=== Your goal ===
Repeat the data. Keep each line identical.

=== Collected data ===
============
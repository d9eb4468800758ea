use thiserror::Error;
use zm_project::ProjectError;
use zm_score::ScoreError;

pub type CliResult<T> = Result<T, CliError>;

#[derive(Error, Debug)]
pub enum CliError {
    #[error(transparent)]
    Project(#[from] ProjectError),

    #[error(transparent)]
    Score(#[from] ScoreError),

    #[error("JSON output failed: {0}")]
    Json(#[from] serde_json::Error),

    #[error("Invalid argument: {0}")]
    InvalidArg(String),
}
//! Serializable summaries printed by the CLI.

use std::collections::BTreeMap;

use serde::Serialize;
use zm_core::{NodeId, PartId, Position, ZoneId};
use zm_score::{Region, RegionSpread, ScoreMap, SolutionScoring};
use zm_zones::ZonedMaze;

#[derive(Debug, Serialize)]
pub struct PartReport {
    pub part: PartId,
    pub start: Position,
    pub nodes: usize,
}

#[derive(Debug, Serialize)]
pub struct ZoneReport {
    pub zone: ZoneId,
    pub nodes: usize,
    pub doors_out: usize,
    pub open_nodes: usize,
    pub parts: Vec<PartReport>,
}

#[derive(Debug, Serialize)]
pub struct MazeReport {
    pub name: String,
    pub seed: u64,
    pub nodes: usize,
    pub zones: Vec<ZoneReport>,
}

impl MazeReport {
    pub fn new(name: &str, seed: u64, maze: &ZonedMaze) -> Self {
        let zones = maze
            .zones()
            .iter()
            .map(|z| ZoneReport {
                zone: z.id,
                nodes: z.node_count(),
                doors_out: maze.doors_out(z.id),
                open_nodes: z.open_nodes().len(),
                parts: z
                    .parts()
                    .iter()
                    .map(|p| PartReport {
                        part: p.id,
                        start: position(maze, p.start),
                        nodes: p.len(),
                    })
                    .collect(),
            })
            .collect();
        Self {
            name: name.to_string(),
            seed,
            nodes: maze.node_count(),
            zones,
        }
    }
}

#[derive(Debug, Serialize)]
pub struct ScoreRow {
    pub node: NodeId,
    pub position: Position,
    pub zone: ZoneId,
    pub part: PartId,
    pub dead_end: f64,
    pub entry: f64,
    pub exit: f64,
    pub entry_path: bool,
    pub exit_path: bool,
}

pub fn score_rows(maze: &ZonedMaze, scores: &ScoreMap) -> Vec<ScoreRow> {
    scores
        .iter()
        .filter_map(|s| {
            let node = maze.node(s.node)?;
            Some(ScoreRow {
                node: s.node,
                position: node.position,
                zone: node.zone,
                part: node.part,
                dead_end: s.dead_end_score,
                entry: s.entry_distance_score,
                exit: s.exit_distance_score,
                entry_path: s.belongs_to_entry_path,
                exit_path: s.belongs_to_exit_path,
            })
        })
        .collect()
}

#[derive(Debug, Serialize)]
pub struct StopRow {
    pub zone: ZoneId,
    pub node: NodeId,
    pub position: Position,
}

#[derive(Debug, Serialize)]
pub struct SolutionReport {
    pub stops: Vec<StopRow>,
    pub path_length: usize,
    pub shortest_length: usize,
    pub redundancy: f64,
    pub concentration_index: f64,
    pub detour_ratio: f64,
    pub visit_distribution: BTreeMap<usize, f64>,
    pub path: Vec<Position>,
}

impl SolutionReport {
    pub fn new(maze: &ZonedMaze, solution: &SolutionScoring) -> Self {
        Self {
            stops: solution
                .stops
                .iter()
                .map(|s| StopRow {
                    zone: s.zone,
                    node: s.node,
                    position: position(maze, s.node),
                })
                .collect(),
            path_length: solution.path.len(),
            shortest_length: solution.shortest_path.len(),
            redundancy: solution.redundancy,
            concentration_index: solution.concentration_index,
            detour_ratio: solution.detour_ratio,
            visit_distribution: solution.visit_distribution.clone(),
            path: solution.path.iter().map(|&n| position(maze, n)).collect(),
        }
    }
}

#[derive(Debug, Serialize)]
pub struct SpreadRow {
    pub region: String,
    pub min_distance: usize,
    pub nodes: Vec<Position>,
}

pub fn spread_rows(maze: &ZonedMaze, spreads: &[RegionSpread]) -> Vec<SpreadRow> {
    spreads
        .iter()
        .map(|s| SpreadRow {
            region: region_label(s.region),
            min_distance: s.result.min_distance,
            nodes: s.result.nodes.iter().map(|&n| position(maze, n)).collect(),
        })
        .collect()
}

fn region_label(region: Region) -> String {
    match region {
        Region::Maze => "maze".to_string(),
        Region::Zone(z) => format!("zone {z}"),
        Region::Part(z, p) => format!("zone {z} part {p}"),
    }
}

fn position(maze: &ZonedMaze, node: NodeId) -> Position {
    maze.node(node).map(|n| n.position).unwrap_or_default()
}

/// Character map: `#` blocked, `.` free, zone digits/letters for nodes,
/// `@` for the start and `*` for highlighted nodes.
pub fn render_ascii(maze: &ZonedMaze, highlight: &[NodeId]) -> String {
    const GLYPHS: &[u8] = b"0123456789abcdefghijklmnopqrstuvwxyz";
    let graph = maze.graph();
    let mut out = String::new();
    for y in 0..graph.height() as i32 {
        for x in 0..graph.width() as i32 {
            let pos = Position::new(x, y);
            let ch = match graph.node_at(pos) {
                Some(id) if Some(id) == maze.start() => '@',
                Some(id) if highlight.contains(&id) => '*',
                Some(id) => maze
                    .node(id)
                    .and_then(|n| GLYPHS.get(n.zone.slot()))
                    .map_or('+', |&b| b as char),
                None if graph.is_valid_position(pos) => '.',
                None => '#',
            };
            out.push(ch);
        }
        out.push('\n');
    }
    out
}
============
=== Answer for this exercise ===
repository d9eb4468800758ea
use thiserror::Error;
use zm_project::ProjectError;
use zm_score::ScoreError;

pub type CliResult<T> = Result<T, CliError>;

#[derive(Error, Debug)]
pub enum CliError {
    #[error(transparent)]
    Project(#[from] ProjectError),

    #[error(transparent)]
    Score(#[from] ScoreError),

    #[error("JSON output failed: {0}")]
    Json(#[from] serde_json::Error),

    #[error("Invalid argument: {0}")]
    InvalidArg(String),
}
//! Serializable summaries printed by the CLI.

use std::collections::BTreeMap;

use serde::Serialize;
use zm_core::{NodeId, PartId, Position, ZoneId};
use zm_score::{Region, RegionSpread, ScoreMap, SolutionScoring};
use zm_zones::ZonedMaze;

#[derive(Debug, Serialize)]
pub struct PartReport {
    pub part: PartId,
    pub start: Position,
    pub nodes: usize,
}

#[derive(Debug, Serialize)]
pub struct ZoneReport {
    pub zone: ZoneId,
    pub nodes: usize,
    pub doors_out: usize,
    pub open_nodes: usize,
    pub parts: Vec<PartReport>,
}

#[derive(Debug, Serialize)]
pub struct MazeReport {
    pub name: String,
    pub seed: u64,
    pub nodes: usize,
    pub zones: Vec<ZoneReport>,
}

impl MazeReport {
    pub fn new(name: &str, seed: u64, maze: &ZonedMaze) -> Self {
        let zones = maze
            .zones()
            .iter()
            .map(|z| ZoneReport {
                zone: z.id,
                nodes: z.node_count(),
                doors_out: maze.doors_out(z.id),
                open_nodes: z.open_nodes().len(),
                parts: z
                    .parts()
                    .iter()
                    .map(|p| PartReport {
                        part: p.id,
                        start: position(maze, p.start),
                        nodes: p.len(),
                    })
                    .collect(),
            })
            .collect();
        Self {
            name: name.to_string(),
            seed,
            nodes: maze.node_count(),
            zones,
        }
    }
}

#[derive(Debug, Serialize)]
pub struct ScoreRow {
    pub node: NodeId,
    pub position: Position,
    pub zone: ZoneId,
    pub part: PartId,
    pub dead_end: f64,
    pub entry: f64,
    pub exit: f64,
    pub entry_path: bool,
    pub exit_path: bool,
}

pub fn score_rows(maze: &ZonedMaze, scores: &ScoreMap) -> Vec<ScoreRow> {
    scores
        .iter()
        .filter_map(|s| {
            let node = maze.node(s.node)?;
            Some(ScoreRow {
                node: s.node,
                position: node.position,
                zone: node.zone,
                part: node.part,
                dead_end: s.dead_end_score,
                entry: s.entry_distance_score,
                exit: s.exit_distance_score,
                entry_path: s.belongs_to_entry_path,
                exit_path: s.belongs_to_exit_path,
            })
        })
        .collect()
}

#[derive(Debug, Serialize)]
pub struct StopRow {
    pub zone: ZoneId,
    pub node: NodeId,
    pub position: Position,
}

#[derive(Debug, Serialize)]
pub struct SolutionReport {
    pub stops: Vec<StopRow>,
    pub path_length: usize,
    pub shortest_length: usize,
    pub redundancy: f64,
    pub concentration_index: f64,
    pub detour_ratio: f64,
    pub visit_distribution: BTreeMap<usize, f64>,
    pub path: Vec<Position>,
}

impl SolutionReport {
    pub fn new(maze: &ZonedMaze, solution: &SolutionScoring) -> Self {
        Self {
            stops: solution
                .stops
                .iter()
                .map(|s| StopRow {
                    zone: s.zone,
                    node: s.node,
                    position: position(maze, s.node),
                })
                .collect(),
            path_length: solution.path.len(),
            shortest_length: solution.shortest_path.len(),
            redundancy: solution.redundancy,
            concentration_index: solution.concentration_index,
            detour_ratio: solution.detour_ratio,
            visit_distribution: solution.visit_distribution.clone(),
            path: solution.path.iter().map(|&n| position(maze, n)).collect(),
        }
    }
}

#[derive(Debug, Serialize)]
pub struct SpreadRow {
    pub region: String,
    pub min_distance: usize,
    pub nodes: Vec<Position>,
}

pub fn spread_rows(maze: &ZonedMaze, spreads: &[RegionSpread]) -> Vec<SpreadRow> {
    spreads
        .iter()
        .map(|s| SpreadRow {
            region: region_label(s.region),
            min_distance: s.result.min_distance,
            nodes: s.result.nodes.iter().map(|&n| position(maze, n)).collect(),
        })
        .collect()
}

fn region_label(region: Region) -> String {
    match region {
        Region::Maze => "maze".to_string(),
        Region::Zone(z) => format!("zone {z}"),
        Region::Part(z, p) => format!("zone {z} part {p}"),
    }
}

fn position(maze: &ZonedMaze, node: NodeId) -> Position {
    maze.node(node).map(|n| n.position).unwrap_or_default()
}

/// Character map: `#` blocked, `.` free, zone digits/letters for nodes,
/// `@` for the start and `*` for highlighted nodes.
pub fn render_ascii(maze: &ZonedMaze, highlight: &[NodeId]) -> String {
    const GLYPHS: &[u8] = b"0123456789abcdefghijklmnopqrstuvwxyz";
    let graph = maze.graph();
    let mut out = String::new();
    for y in 0..graph.height() as i32 {
        for x in 0..graph.width() as i32 {
            let pos = Position::new(x, y);
            let ch = match graph.node_at(pos) {
                Some(id) if Some(id) == maze.start() => '@',
                Some(id) if highlight.contains(&id) => '*',
                Some(id) => maze
                    .node(id)
                    .and_then(|n| GLYPHS.get(n.zone.slot()))
                    .map_or('+', |&b| b as char),
                None if graph.is_valid_position(pos) => '.',
                None => '#',
            };
            out.push(ch);
        }
        out.push('\n');
    }
    out
}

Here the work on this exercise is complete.